Bad weather slashes wine harvest in France’s Jura region

The Jura, nestled between the Burgundy wine region and Switzerland, is one of France’s oldest wine-growing areas, featuring some 200 vineyards spread over 2,000 hectares.

Their unusual elevation and the region’s cool climate give a distinctive flavour to its wines – some of which are famous, notably the white wine known as Vin Jaune (yellow wine).

But this year is delivering a bitter taste for winegrowers as the Jura – the smallest of France’s 17 major wine-growing regions – is headed for a drop of 71 percent in this year’s wine production volume, according to a government estimate.

The main culprit is a period of frost in April that destroyed many of the budding vines.

“The vines had already grown shoots of three or four centimetres,” said Benoit Sermier, 33, a winegrower in the Jura. “Those leaves were very thin and fragile, and sub-zero temperatures destroyed them, costing us 60 percent of the harvest.”

Although this year’s harvest is expected to be of high quality, the lack of quantity has put winegrowers in a precarious position, as frost in previous years has not allowed them to build up enough wine stock for lean times, said Sermier, who heads a local wine cooperative.

Winegrowers were also hit hard by incessant rain in July, which forced them to reapply protective vine treatments ‘every three or four days’, said Patrick Rolet, who grows organic wine and owns cattle. “I don’t think any winegrower remembers having ever seen this much rainfall,” he said.

The persistent humidity also facilitated the spread of mildew, a fungus that can devastate entire vineyards.

“Compared with the past 25 years, our losses are historic,” Olivier Badoureaux, director of the Jura winegrowers committee, said.

France’s overall wine volumes are headed for a fall of almost a fifth this year because of the unfavourable weather, the agriculture ministry said last week.

Overall wine production is now estimated to drop by 18 percent to 39.3 million hectolitres.

A little over a month ago before wine harvesting began, the ministry had still targeted up to 43 million hectolitres.

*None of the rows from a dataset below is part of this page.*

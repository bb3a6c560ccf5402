// Copyright 2025 Jonas Kruckenberg
//
// Licensed under the Apache License, Version 2.0, <LICENSE-APACHE or
// http://apache.org/licenses/LICENSE-2.0> or the MIT license <LICENSE-MIT or
// http://opensource.org/licenses/MIT>, at your option. This file may not be
// copied, modified, or distributed except according to those terms.

//! Heap profiling by logging every obstack allocation.
//!
//! Controlled by `SKIP_HEAP_PROFILE` (0 = off, 1 = all programs, 2 =
//! include the compiler itself). Allocation sites are identified by
//! their top four caller program counters plus the allocation size.
//! Each obstack keeps its own log (no synchronization on the alloc
//! path) and merges it into the runtime's shared log at teardown; the
//! shared log is symbolized and dumped as CSV when the runtime is
//! dropped.

use std::io::Write;

use hashbrown::HashMap;
use smallvec::SmallVec;

/// Distinct return addresses inside one function make sites too fine
/// grained to be useful, but four frames of context disambiguate the
/// interesting call chains.
const DROP_FRAMES: usize = 2;
const KEEP_FRAMES: usize = 4;

pub(crate) type CallStack = SmallVec<[usize; KEEP_FRAMES]>;
type AllocSite = (CallStack, usize);
pub(crate) type AllocLog = HashMap<AllocSite, u64>;

fn capture_call_stack() -> CallStack {
    let mut stack = CallStack::new();
    let mut skip = DROP_FRAMES;
    backtrace::trace(|frame| {
        if skip > 0 {
            skip -= 1;
            return true;
        }
        stack.push(frame.ip() as usize);
        stack.len() < KEEP_FRAMES
    });
    stack
}

/// Per-obstack allocation log.
#[derive(Default)]
pub(crate) struct AllocProfiler {
    log: AllocLog,
}

impl AllocProfiler {
    pub(crate) fn log_allocation(&mut self, size: usize) {
        *self.log.entry((capture_call_stack(), size)).or_insert(0) += 1;
    }

    pub(crate) fn merge_into(&mut self, shared: &spin::Mutex<AllocLog>) {
        if self.log.is_empty() {
            return;
        }
        let mut shared = shared.lock();
        for (site, count) in self.log.drain() {
            *shared.entry(site).or_insert(0) += count;
        }
    }
}

fn symbolize(ip: usize) -> String {
    let mut name = None;
    backtrace::resolve(ip as *mut _, |symbol| {
        if name.is_none() {
            name = symbol.name().map(|n| n.to_string());
        }
    });
    name.unwrap_or_else(|| format!("{ip:#x}"))
}

/// Symbolize the shared log and dump it as CSV to a fresh temp file.
pub(crate) fn dump_shared_log(shared: &spin::Mutex<AllocLog>) {
    let log = core::mem::take(&mut *shared.lock());
    if log.is_empty() {
        return;
    }

    // Aggregate by symbolized site: distinct return addresses within the
    // same functions collapse into one row.
    let mut report: HashMap<(Vec<String>, usize), u64> = HashMap::new();
    for ((stack, size), count) in log {
        let symbols: Vec<String> = stack.iter().map(|&ip| symbolize(ip)).collect();
        *report.entry((symbols, size)).or_insert(0) += count;
    }

    let path = temp_csv_path();
    let mut file = match std::fs::File::create(&path) {
        Ok(file) => file,
        Err(err) => {
            eprintln!("heap profiler: could not open output log file ({err}), ignoring");
            return;
        }
    };

    let mut out = String::new();
    out.push_str("pc0,pc1,pc2,pc3,bytes allocated,call count,total bytes\n");
    for ((symbols, size), count) in report {
        for i in 0..KEEP_FRAMES {
            let name = symbols.get(i).map(String::as_str).unwrap_or("");
            out.push('"');
            out.push_str(&name.replace('"', "'"));
            out.push_str("\",");
        }
        out.push_str(&format!("{size},{count},{}\n", size as u64 * count));
    }

    if let Err(err) = file.write_all(out.as_bytes()) {
        eprintln!("heap profiler: write failed: {err}");
        return;
    }
    eprintln!("heap profiler: wrote allocation log to {}", path.display());
}

fn temp_csv_path() -> std::path::PathBuf {
    // mkstemps-style unique suffix.
    let nonce = {
        let pid = std::process::id() as u64;
        let now = std::time::SystemTime::now()
            .duration_since(std::time::UNIX_EPOCH)
            .map(|d| d.subsec_nanos() as u64 ^ d.as_secs())
            .unwrap_or(0);
        crate::util::munge_bits(pid ^ now)
    };
    let suffix: String = (0..6)
        .map(|i| {
            let c = (nonce >> (i * 5)) & 31;
            char::from(b'a' + (c % 26) as u8)
        })
        .collect();
    std::path::PathBuf::from(format!("/tmp/skip-alloc-log-{suffix}.csv"))
}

But ‘particularly unfavourable’ weather forced the revision, as the extent of damage done by frost, hail and also mildew became clearer.

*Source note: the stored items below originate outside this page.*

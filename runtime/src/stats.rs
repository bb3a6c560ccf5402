// Copyright 2025 Jonas Kruckenberg
//
// Licensed under the Apache License, Version 2.0, <LICENSE-APACHE or
// http://apache.org/licenses/LICENSE-2.0> or the MIT license <LICENSE-MIT or
// http://opensource.org/licenses/MIT>, at your option. This file may not be
// copied, modified, or distributed except according to those terms.

//! Allocation accounting.
//!
//! [`AllocStats`] tracks one obstack's current and peak footprint plus
//! lifetime volume counters; stats are absorbed into the destination on
//! cross-obstack steals, and the obstack holding generation zero prints
//! the peak report at teardown when `SKIP_MEMSTATS` is set.
//!
//! [`ObjectStats`] accumulates per-type intern counts
//! (`SKIP_INTERN_STATS`).

use hashbrown::HashMap;

use crate::obj::RObj;
use crate::obstack::chunk::CHUNK_SIZE;

#[derive(Clone, Copy, PartialEq, Eq, Debug)]
pub(crate) enum CollectMode {
    Runtime,
    Manual,
    Auto,
}

impl CollectMode {
    pub(crate) fn collect_name(self) -> &'static str {
        match self {
            CollectMode::Runtime => "runtime-collect",
            CollectMode::Manual => "manual-collect",
            CollectMode::Auto => "auto-collect",
        }
    }

    pub(crate) fn sweep_name(self) -> &'static str {
        match self {
            CollectMode::Runtime => "runtime-sweep",
            CollectMode::Manual => "manual-sweep",
            CollectMode::Auto => "auto-sweep",
        }
    }
}

#[derive(Default)]
pub(crate) struct AllocStats {
    cur_chunk_count: u64,
    max_chunk_count: u64,
    cur_large_count: u64,
    max_large_count: u64,
    cur_large_size: u64,
    max_large_size: u64,
    cur_intern_count: u64,
    max_intern_count: u64,
    max_total_size: u64,

    small_vol: u64,
    large_vol: u64,
    fragment_vol: u64,
    placeholder_vol: u64,
    gc_vol: u64,
    shadow_vol: u64,
    gc_reclaim_vol: u64,
    gc_visit_count: u64,
    gc_scan_vol: u64,

    runtime_collects: u64,
    manual_collects: u64,
    auto_collects: u64,
    runtime_sweeps: u64,
    manual_sweeps: u64,
    auto_sweeps: u64,
}

impl AllocStats {
    fn update_total(&mut self) {
        self.max_total_size = self
            .max_total_size
            .max(self.cur_chunk_count * CHUNK_SIZE as u64 + self.cur_large_size);
    }

    pub(crate) fn modify_chunk(&mut self, delta: i64) {
        self.cur_chunk_count = self.cur_chunk_count.saturating_add_signed(delta);
        self.max_chunk_count = self.max_chunk_count.max(self.cur_chunk_count);
        self.update_total();
    }

    pub(crate) fn modify_large(&mut self, delta_count: i64, delta_bytes: i64) {
        self.cur_large_count = self.cur_large_count.saturating_add_signed(delta_count);
        self.cur_large_size = self.cur_large_size.saturating_add_signed(delta_bytes);
        self.max_large_count = self.max_large_count.max(self.cur_large_count);
        self.max_large_size = self.max_large_size.max(self.cur_large_size);
        self.update_total();
    }

    pub(crate) fn modify_intern(&mut self, delta: i64) {
        self.cur_intern_count = self.cur_intern_count.saturating_add_signed(delta);
        self.max_intern_count = self.max_intern_count.max(self.cur_intern_count);
    }

    pub(crate) fn alloc_small(&mut self, bytes: usize) {
        self.small_vol += bytes as u64;
    }

    pub(crate) fn alloc_large(&mut self, bytes: usize) {
        self.large_vol += bytes as u64;
    }

    pub(crate) fn alloc_fragment(&mut self, bytes: usize) {
        self.fragment_vol += bytes as u64;
    }

    pub(crate) fn alloc_placeholder(&mut self, bytes: usize) {
        self.placeholder_vol += bytes as u64;
    }

    pub(crate) fn alloc_gc(&mut self, bytes: usize) {
        self.gc_vol += bytes as u64;
    }

    pub(crate) fn alloc_shadow(&mut self, bytes: usize) {
        self.shadow_vol += bytes as u64;
    }

    pub(crate) fn gc_reclaim(&mut self, bytes: usize) {
        self.gc_reclaim_vol += bytes as u64;
    }

    pub(crate) fn gc_visit(&mut self, count: usize) {
        self.gc_visit_count += count as u64;
    }

    pub(crate) fn gc_scan(&mut self, bytes: usize) {
        self.gc_scan_vol += bytes as u64;
    }

    pub(crate) fn count_collect(&mut self, mode: CollectMode) {
        match mode {
            CollectMode::Runtime => self.runtime_collects += 1,
            CollectMode::Manual => self.manual_collects += 1,
            CollectMode::Auto => self.auto_collects += 1,
        }
    }

    pub(crate) fn count_sweep(&mut self, mode: CollectMode) {
        match mode {
            CollectMode::Runtime => self.runtime_sweeps += 1,
            CollectMode::Manual => self.manual_sweeps += 1,
            CollectMode::Auto => self.auto_sweeps += 1,
        }
    }

    pub(crate) fn cur_chunk_count(&self) -> u64 {
        self.cur_chunk_count
    }

    pub(crate) fn cur_large_count(&self) -> u64 {
        self.cur_large_count
    }

    pub(crate) fn cur_large_size(&self) -> u64 {
        self.cur_large_size
    }

    pub(crate) fn cur_intern_count(&self) -> u64 {
        self.cur_intern_count
    }

    /// Absorb volume counters from a stolen obstack. Current counters
    /// were already transferred by the steal itself; peaks are per
    /// obstack and ignored.
    pub(crate) fn merge(&mut self, other: &mut AllocStats) {
        let mut take = |l: &mut u64, r: &mut u64| {
            *l += *r;
            *r = 0;
        };
        take(&mut self.small_vol, &mut other.small_vol);
        take(&mut self.large_vol, &mut other.large_vol);
        take(&mut self.fragment_vol, &mut other.fragment_vol);
        take(&mut self.placeholder_vol, &mut other.placeholder_vol);
        take(&mut self.gc_vol, &mut other.gc_vol);
        take(&mut self.shadow_vol, &mut other.shadow_vol);
        take(&mut self.gc_reclaim_vol, &mut other.gc_reclaim_vol);
        take(&mut self.gc_visit_count, &mut other.gc_visit_count);
        take(&mut self.gc_scan_vol, &mut other.gc_scan_vol);
        take(&mut self.runtime_collects, &mut other.runtime_collects);
        take(&mut self.manual_collects, &mut other.manual_collects);
        take(&mut self.auto_collects, &mut other.auto_collects);
        take(&mut self.runtime_sweeps, &mut other.runtime_sweeps);
        take(&mut self.manual_sweeps, &mut other.manual_sweeps);
        take(&mut self.auto_sweeps, &mut other.auto_sweeps);
    }

    pub(crate) fn report_final(&self) {
        let total_vol = self.small_vol + self.large_vol;
        let max_chunk_bytes = self.max_chunk_count * CHUNK_SIZE as u64;
        let collects = self.runtime_collects + self.manual_collects + self.auto_collects;
        let sweeps = self.runtime_sweeps + self.manual_sweeps + self.auto_sweeps;
        eprintln!("Obstack Peak Memory Usage Statistics");
        eprintln!("  total:      {}", self.max_total_size);
        eprintln!("  chunks:     {} ({max_chunk_bytes})", self.max_chunk_count);
        eprintln!(
            "  largeObj:   {} ({})",
            self.max_large_count, self.max_large_size
        );
        eprintln!("  iobj:       {}", self.max_intern_count);
        eprintln!("Obstack Volume");
        eprintln!("  allocated:  {total_vol}");
        eprintln!("  |-large:    {}", self.large_vol);
        eprintln!("  |-small:    {}", self.small_vol);
        eprintln!("    |-places: {}", self.placeholder_vol);
        eprintln!("    |-frags:  {}", self.fragment_vol);
        eprintln!("Collector Volume");
        eprintln!("  sweeps:    {sweeps}");
        eprintln!("  |-runtime: {}", self.runtime_sweeps);
        eprintln!("  |-manual:  {}", self.manual_sweeps);
        eprintln!("  |-auto:    {}", self.auto_sweeps);
        eprintln!("  collects:  {collects}");
        eprintln!("  |-runtime: {}", self.runtime_collects);
        eprintln!("  |-manual:  {}", self.manual_collects);
        eprintln!("  |-auto:    {}", self.auto_collects);
        eprintln!("  visited:   {}", self.gc_visit_count);
        eprintln!("  scanned:   {}", self.gc_scan_vol);
        eprintln!("  copied:    {}", self.gc_vol);
        eprintln!("  shadowed:  {}", self.shadow_vol);
        eprintln!("  reclaimed: {}", self.gc_reclaim_vol);
    }
}

#[derive(Clone, Copy, Default)]
struct Counters {
    count: u64,
    size: u64,
}

/// Per-type intern statistics, accumulated when `SKIP_INTERN_STATS` is
/// set.
pub struct ObjectStats {
    enabled: bool,
    counters: spin::Mutex<HashMap<String, Counters>>,
}

impl ObjectStats {
    pub(crate) fn new(enabled: bool) -> ObjectStats {
        ObjectStats {
            enabled,
            counters: spin::Mutex::new(HashMap::new()),
        }
    }

    pub(crate) fn accrue(&self, robj: RObj) {
        if !self.enabled {
            return;
        }
        let name = robj.type_().name().to_owned();
        let size = robj.user_byte_size() as u64;
        let mut counters = self.counters.lock();
        let entry = counters.entry(name).or_default();
        entry.count += 1;
        entry.size += size;
    }

    pub fn dump(&self, sort_by_count: bool) {
        let counters = self.counters.lock();
        let mut rows: Vec<_> = counters
            .iter()
            .map(|(name, c)| (name.clone(), c.count, c.size))
            .collect();
        if sort_by_count {
            rows.sort_by(|a, b| b.1.cmp(&a.1).then_with(|| a.0.cmp(&b.0)));
        } else {
            rows.sort_by(|a, b| b.2.cmp(&a.2).then_with(|| a.0.cmp(&b.0)));
        }
        eprintln!("{{ intern: ");
        for (name, count, size) in rows {
            eprintln!("  {name}: count {count} size {size}");
        }
        eprintln!("}}");
    }
}

#[cfg(test)]
mod tests {
    use super::*;

    #[test]
    fn peaks_track_current() {
        let mut stats = AllocStats::default();
        stats.modify_chunk(3);
        stats.modify_chunk(-2);
        stats.modify_large(2, 4096);
        stats.modify_large(-1, -1024);
        assert_eq!(stats.cur_chunk_count(), 1);
        assert_eq!(stats.cur_large_count(), 1);
        assert_eq!(stats.cur_large_size(), 3072);
        assert_eq!(stats.max_chunk_count, 3);
        assert_eq!(stats.max_large_size, 4096);
        assert!(stats.max_total_size >= 3 * CHUNK_SIZE as u64);
    }

    #[test]
    fn merge_moves_volumes() {
        let mut a = AllocStats::default();
        let mut b = AllocStats::default();
        b.alloc_small(100);
        b.alloc_large(200);
        b.count_collect(CollectMode::Manual);
        a.merge(&mut b);
        assert_eq!(a.small_vol, 100);
        assert_eq!(a.large_vol, 200);
        assert_eq!(a.manual_collects, 1);
        assert_eq!(b.small_vol, 0);
        assert_eq!(b.manual_collects, 0);
    }
}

The Charente region, in the southwest of France, is looking at a 35 percent drop in wine production this year, the biggest fall in terms of volume of any French region.

This, said the agriculture ministry, was due to ‘a smaller number of grape bunches’ and ‘insufficient flowering because of humid conditions’.

Losses in the Val de Loire and Burgundy-Beaujolais regions are also expected to come in above average.

Champagne production, meanwhile, is likely to drop by 16 percent, but will remain some eight percent above its average over the past five years.

The impact of bad weather is being compounded by winegrowers’ decision over recent years to reduce the size of vineyards in response to falling wine consumption in France, especially of red wine.